(Task details): Once you have read the data below, please repeat all of it exactly.

(Source material):
//! Settings panel for server, roster, and UI configuration.

use eframe::egui::{self, RichText};

use super::app::App;
use super::components::{back_button, colors, panel_header};

/// Show the settings panel.
/// Returns `true` if the back button was clicked.
pub fn show(app: &mut App, ui: &mut egui::Ui) -> bool {
    let go_back = back_button(ui);
    panel_header(ui, "Settings");

    egui::ScrollArea::vertical().show(ui, |ui| {
        // Server Configuration
        ui.group(|ui| {
            ui.heading("Server Configuration");
            ui.add_space(5.0);

            egui::Grid::new("server_settings_grid")
                .num_columns(2)
                .spacing([10.0, 8.0])
                .show(ui, |ui| {
                    ui.label("Base URL:");
                    if ui.text_edit_singleline(&mut app.config.server.base_url).changed() {
                        app.config_modified = true;
                        app.server_test_status = None; // Reset status on change
                    }
                    ui.end_row();

                    ui.label("Timeout (seconds):");
                    let mut timeout_str = app.config.server.timeout_secs.to_string();
                    if ui.text_edit_singleline(&mut timeout_str).changed()
                        && let Ok(timeout) = timeout_str.parse()
                    {
                        app.config.server.timeout_secs = timeout;
                        app.config_modified = true;
                        app.server_test_status = None;
                    }
                    ui.end_row();
                });

            ui.add_space(5.0);

            ui.horizontal(|ui| {
                if ui.button("Test Server Connection").clicked() {
                    app.server_test_status = None;
                    app.test_server_connection();
                }

                // Inline status indicator
                match app.server_test_status {
                    Some(true) => {
                        ui.label(RichText::new("Connected").color(colors::SUCCESS));
                    }
                    Some(false) => {
                        ui.label(RichText::new("Failed").color(colors::ERROR));
                    }
                    None => {}
                }
            });

            ui.add_space(5.0);
            ui.label(
                RichText::new("Changes to the server settings take effect after restart.")
                    .small()
                    .weak(),
            );
        });

        ui.add_space(15.0);

        // Roster Options
        ui.group(|ui| {
            ui.heading("Roster Options");
            ui.add_space(5.0);

            if ui
                .checkbox(&mut app.config.roster.cache_snapshots, "Keep a local copy of loaded snapshots")
                .changed()
            {
                app.config_modified = true;
            }

            ui.add_space(5.0);

            if ui.button("Clear Snapshot Cache").clicked() {
                app.clear_snapshot_cache();
            }
        });

        ui.add_space(15.0);

        // UI Options
        ui.group(|ui| {
            ui.heading("UI Options");
            ui.add_space(5.0);

            if ui
                .checkbox(&mut app.config.ui.start_maximized, "Start maximized")
                .changed()
            {
                app.config_modified = true;
            }

            if ui
                .checkbox(&mut app.config.ui.show_activity_log, "Show activity log on dashboard")
                .changed()
            {
                app.config_modified = true;
            }
        });

        ui.add_space(20.0);

        // Action buttons
        ui.horizontal(|ui| {
            let save_btn = egui::Button::new("Save Settings");
            if ui.add_enabled(app.config_modified, save_btn).clicked() {
                app.save_config();
            }

            if app.config_modified {
                ui.label(RichText::new("(unsaved changes)").color(colors::WARNING).italics());
            }

            if ui.button("Reset to Defaults").clicked() {
                app.config = crate::config::AppConfig::default();
                app.config_modified = true;
                app.server_test_status = None;
            }
        });
    });

    go_back
}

(Response below):
//! Settings panel for server, roster, and UI configuration.

use eframe::egui::{self, RichText};

use super::app::App;
use super::components::{back_button, colors, panel_header};

/// Show the settings panel.
/// Returns `true` if the back button was clicked.
pub fn show(app: &mut App, ui: &mut egui::Ui) -> bool {
    let go_back = back_button(ui);
    panel_header(ui, "Settings");

    egui::ScrollArea::vertical().show(ui, |ui| {
        // Server Configuration
        ui.group(|ui| {
            ui.heading("Server Configuration");
            ui.add_space(5.0);

            egui::Grid::new("server_settings_grid")
                .num_columns(2)
                .spacing([10.0, 8.0])
                .show(ui, |ui| {
                    ui.label("Base URL:");
                    if ui.text_edit_singleline(&mut app.config.server.base_url).changed() {
                        app.config_modified = true;
                        app.server_test_status = None; // Reset status on change
                    }
                    ui.end_row();

                    ui.label("Timeout (seconds):");
                    let mut timeout_str = app.config.server.timeout_secs.to_string();
                    if ui.text_edit_singleline(&mut timeout_str).changed()
                        && let Ok(timeout) = timeout_str.parse()
                    {
                        app.config.server.timeout_secs = timeout;
                        app.config_modified = true;
                        app.server_test_status = None;
                    }
                    ui.end_row();
                });

            ui.add_space(5.0);

            ui.horizontal(|ui| {
                if ui.button("Test Server Connection").clicked() {
                    app.server_test_status = None;
                    app.test_server_connection();
                }

                // Inline status indicator
                match app.server_test_status {
                    Some(true) => {
                        ui.label(RichText::new("Connected").color(colors::SUCCESS));
                    }
                    Some(false) => {
                        ui.label(RichText::new("Failed").color(colors::ERROR));
                    }
                    None => {}
                }
            });

            ui.add_space(5.0);
            ui.label(
                RichText::new("Changes to the server settings take effect after restart.")
                    .small()
                    .weak(),
            );
        });

        ui.add_space(15.0);

        // Roster Options
        ui.group(|ui| {
            ui.heading("Roster Options");
            ui.add_space(5.0);

            if ui
                .checkbox(&mut app.config.roster.cache_snapshots, "Keep a local copy of loaded snapshots")
                .changed()
            {
                app.config_modified = true;
            }

            ui.add_space(5.0);

            if ui.button("Clear Snapshot Cache").clicked() {
                app.clear_snapshot_cache();
            }
        });

        ui.add_space(15.0);

        // UI Options
        ui.group(|ui| {
            ui.heading("UI Options");
            ui.add_space(5.0);

            if ui
                .checkbox(&mut app.config.ui.start_maximized, "Start maximized")
                .changed()
            {
                app.config_modified = true;
            }

            if ui
                .checkbox(&mut app.config.ui.show_activity_log, "Show activity log on dashboard")
                .changed()
            {
                app.config_modified = true;
            }
        });

        ui.add_space(20.0);

        // Action buttons
        ui.horizontal(|ui| {
            let save_btn = egui::Button::new("Save Settings");
            if ui.add_enabled(app.config_modified, save_btn).clicked() {
                app.save_config();
            }

            if app.config_modified {
                ui.label(RichText::new("(unsaved changes)").color(colors::WARNING).italics());
            }

            if ui.button("Reset to Defaults").clicked() {
                app.config = crate::config::AppConfig::default();
                app.config_modified = true;
                app.server_test_status = None;
            }
        });
    });

    go_back
}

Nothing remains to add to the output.